Amadey Bot malware is a relatively old malware, first identified four years ago. The latest campaign delivers a new version of the malware via SmokeLoader malware. SmokeLoader is a commonly used malware loader that, if allowed to run, will inject the Main Bot into the Explorer.exe process to ensure it is trusted by the operating system and will then download Amadey Bot malware. Amadey Bot will create a copy of itself in a temporary folder under the name bguuwe.exe and will maintain persistence by creating a scheduled task.

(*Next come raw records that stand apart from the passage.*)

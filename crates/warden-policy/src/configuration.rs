// Copyright (c) 2025 Geoffrey Huntley <ghuntley@ghuntley.com>. All rights reserved.
// SPDX-License-Identifier: Proprietary

//! The registry of policy containers.
//!
//! [`SecurityConfiguration`] publishes its state as an immutable
//! [`ConfigurationSnapshot`]:
//!
//! ```text
//! configure(mutator) ──► writer lock ──► empty snapshot
//! extend(mutator)    ──► writer lock ──► copy of current snapshot
//!                                              │
//!                                   mutator(&mut ConfigurationExpression)
//!                                              │
//!                        Ok ──► swap Arc (readers see all or nothing)
//!                        Err ─► discard draft, propagate error
//! ```
//!
//! `configure` replaces everything, so calling it twice with the same mutator
//! leaves the same final state. `extend` edits what is already published.
//!
//! Readers only clone the `Arc`, so evaluation never waits on a writer's
//! mutator and never observes a half-registered container.

use indexmap::IndexMap;
use parking_lot::{Mutex, RwLock};
use std::sync::Arc;
use tracing::{debug, info};

use crate::container::PolicyContainer;
use crate::error::ConfigurationError;
use crate::policy::{Policy, PolicyKind};
use crate::report::{ConfigurationReporter, TextReporter};
use crate::strategy::PolicyAppendStrategy;
use crate::types::TargetKey;

/// Immutable view of a configuration at one point in time.
#[derive(Debug, Clone, Default, PartialEq, Eq)]
pub struct ConfigurationSnapshot {
	containers: IndexMap<TargetKey, PolicyContainer>,
	append_strategy: PolicyAppendStrategy,
	ignore_missing_configuration: bool,
}

impl ConfigurationSnapshot {
	/// Containers in registration order.
	pub fn containers(&self) -> impl Iterator<Item = &PolicyContainer> {
		self.containers.values()
	}

	/// Exact-match lookup.
	pub fn container(&self, target: &TargetKey) -> Option<&PolicyContainer> {
		self.containers.get(target)
	}

	pub fn append_strategy(&self) -> PolicyAppendStrategy {
		self.append_strategy
	}

	pub fn ignore_missing_configuration(&self) -> bool {
		self.ignore_missing_configuration
	}

	pub fn len(&self) -> usize {
		self.containers.len()
	}

	pub fn is_empty(&self) -> bool {
		self.containers.is_empty()
	}
}

/// Owns every policy container plus the global enforcement flags.
///
/// Create one per process (or per test), share it behind an `Arc`, and hand
/// it to a [`PolicyRunner`](crate::PolicyRunner).
#[derive(Debug, Default)]
pub struct SecurityConfiguration {
	writer: Mutex<()>,
	current: RwLock<Arc<ConfigurationSnapshot>>,
}

impl SecurityConfiguration {
	/// Creates an empty configuration with default settings.
	pub fn new() -> Self {
		Self::default()
	}

	/// Builds a new configuration from scratch with `mutator` and publishes it
	/// atomically, replacing whatever was there.
	///
	/// Concurrent callers are serialized. If the mutator returns an error the
	/// previous configuration stays in place.
	pub fn configure<F>(&self, mutator: F) -> Result<&Self, ConfigurationError>
	where
		F: FnOnce(&mut ConfigurationExpression) -> Result<(), ConfigurationError>,
	{
		self.publish(Draft::Empty, mutator)
	}

	/// Like [`configure`](Self::configure), but the mutator starts from the
	/// currently published configuration.
	pub fn extend<F>(&self, mutator: F) -> Result<&Self, ConfigurationError>
	where
		F: FnOnce(&mut ConfigurationExpression) -> Result<(), ConfigurationError>,
	{
		self.publish(Draft::Current, mutator)
	}

	fn publish<F>(&self, draft: Draft, mutator: F) -> Result<&Self, ConfigurationError>
	where
		F: FnOnce(&mut ConfigurationExpression) -> Result<(), ConfigurationError>,
	{
		let _writer = self.writer.lock();

		let state = match draft {
			Draft::Empty => ConfigurationSnapshot::default(),
			Draft::Current => ConfigurationSnapshot::clone(&self.snapshot()),
		};
		let mut expression = ConfigurationExpression { state };
		mutator(&mut expression)?;

		let state = expression.state;
		info!(
			?draft,
			targets = state.containers.len(),
			append_strategy = %state.append_strategy,
			ignore_missing_configuration = state.ignore_missing_configuration,
			"Security configuration updated"
		);
		*self.current.write() = Arc::new(state);
		Ok(self)
	}

	/// Discards every container and restores default settings.
	pub fn reset(&self) -> &Self {
		let _writer = self.writer.lock();
		*self.current.write() = Arc::new(ConfigurationSnapshot::default());
		debug!("security configuration reset");
		self
	}

	/// The currently published state.
	pub fn snapshot(&self) -> Arc<ConfigurationSnapshot> {
		Arc::clone(&self.current.read())
	}

	/// Copies of all containers, in registration order.
	pub fn policy_containers(&self) -> Vec<PolicyContainer> {
		self.snapshot().containers().cloned().collect()
	}

	pub fn ignore_missing_configuration(&self) -> bool {
		self.current.read().ignore_missing_configuration
	}

	pub fn append_strategy(&self) -> PolicyAppendStrategy {
		self.current.read().append_strategy
	}

	/// Renders every target and its policies; see [`TextReporter`].
	pub fn what_do_i_have(&self) -> String {
		self.what_do_i_have_with(&TextReporter)
	}

	pub fn what_do_i_have_with(&self, reporter: &dyn ConfigurationReporter) -> String {
		reporter.report(&self.snapshot())
	}
}

/// Starting point of a mutator.
#[derive(Debug, Clone, Copy)]
enum Draft {
	Empty,
	Current,
}

/// Builder handed to a [`SecurityConfiguration::configure`] or
/// [`SecurityConfiguration::extend`] mutator.
///
/// Works on a private copy; nothing is visible to readers until the mutator
/// returns `Ok`.
#[derive(Debug)]
pub struct ConfigurationExpression {
	state: ConfigurationSnapshot,
}

impl ConfigurationExpression {
	/// Returns the container for `target`, creating it if needed.
	pub fn for_target(&mut self, target: TargetKey) -> ContainerExpression<'_> {
		let strategy = self.state.append_strategy;
		let key = target.clone();
		let container = self
			.state
			.containers
			.entry(target)
			.or_insert_with(|| PolicyContainer::new(key));
		ContainerExpression {
			container,
			strategy,
		}
	}

	/// Like [`for_target`](Self::for_target) with a `Controller/Action` key.
	pub fn for_action(
		&mut self,
		controller: &str,
		action: &str,
	) -> Result<ContainerExpression<'_>, ConfigurationError> {
		let target = TargetKey::action(controller, action)?;
		Ok(self.for_target(target))
	}

	/// Registers a pre-built container. Its key must not be registered yet.
	pub fn add_container(&mut self, container: PolicyContainer) -> Result<(), ConfigurationError> {
		if self.state.containers.contains_key(container.target()) {
			return Err(ConfigurationError::DuplicateTarget {
				target: container.target().clone(),
			});
		}
		self
			.state
			.containers
			.insert(container.target().clone(), container);
		Ok(())
	}

	/// Unregisters a target, keeping the order of the remaining ones.
	pub fn remove_target(&mut self, target: &TargetKey) -> Option<PolicyContainer> {
		self.state.containers.shift_remove(target)
	}

	/// Drops every container and restores default settings within this call.
	pub fn clear(&mut self) -> &mut Self {
		self.state = ConfigurationSnapshot::default();
		self
	}

	/// Sets the merge rule for subsequent `add_policy` calls.
	pub fn set_append_strategy(&mut self, strategy: PolicyAppendStrategy) -> &mut Self {
		self.state.append_strategy = strategy;
		self
	}

	pub fn ignore_missing_configuration(&mut self, ignore: bool) -> &mut Self {
		self.state.ignore_missing_configuration = ignore;
		self
	}

	pub fn append_strategy(&self) -> PolicyAppendStrategy {
		self.state.append_strategy
	}

	pub fn containers(&self) -> impl Iterator<Item = &PolicyContainer> {
		self.state.containers()
	}
}

/// Mutable handle on one container inside a configure call.
#[derive(Debug)]
pub struct ContainerExpression<'a> {
	container: &'a mut PolicyContainer,
	strategy: PolicyAppendStrategy,
}

impl ContainerExpression<'_> {
	pub fn add_policy(&mut self, policy: impl Into<Policy>) -> &mut Self {
		self.container.add_policy(policy, self.strategy);
		self
	}

	pub fn remove_policy(&mut self, kind: PolicyKind) -> &mut Self {
		self.container.remove_policy(kind);
		self
	}

	pub fn container(&self) -> &PolicyContainer {
		self.container
	}
}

Reconnaissance is performed and a connection is made to the command-and-control (C2) server, and information about the system is sent to the server, including a list of all installed antivirus solutions. The version analyzed by the researchers can discover 14 different antivirus products and is believed to be able to deliver payloads that will not be detected by those solutions.

Amadey Bot malware can steal data from Outlook, FileZilla, Pidgin, Total Commander FTP Client, RealVNC, TightVNC, TigerVNC, WinSCP, and Mikrotik Router Management Program Winbox; however, the malware has been observed delivering other malicious payloads, including RedLine malware, which will further increase the capabilities of the threat actor.

Amadey Bot malware has previously been distributed using the Rig and Fallout exploit kits; however, this campaign uses software cracks and keygens to install SmokeLoader. These programs are voluntarily downloaded and executed by users, and while these software solutions may work, they will silently install malware when executed.

The easiest way to prevent infection with Amadey Bot malware is not to download product activators, keygens, and other software cracking tools. Businesses should consider blocking access to the websites where these software cracking tools are available using a category-based web filter, and should consider using a web filter to block the downloading of executable files from the Internet.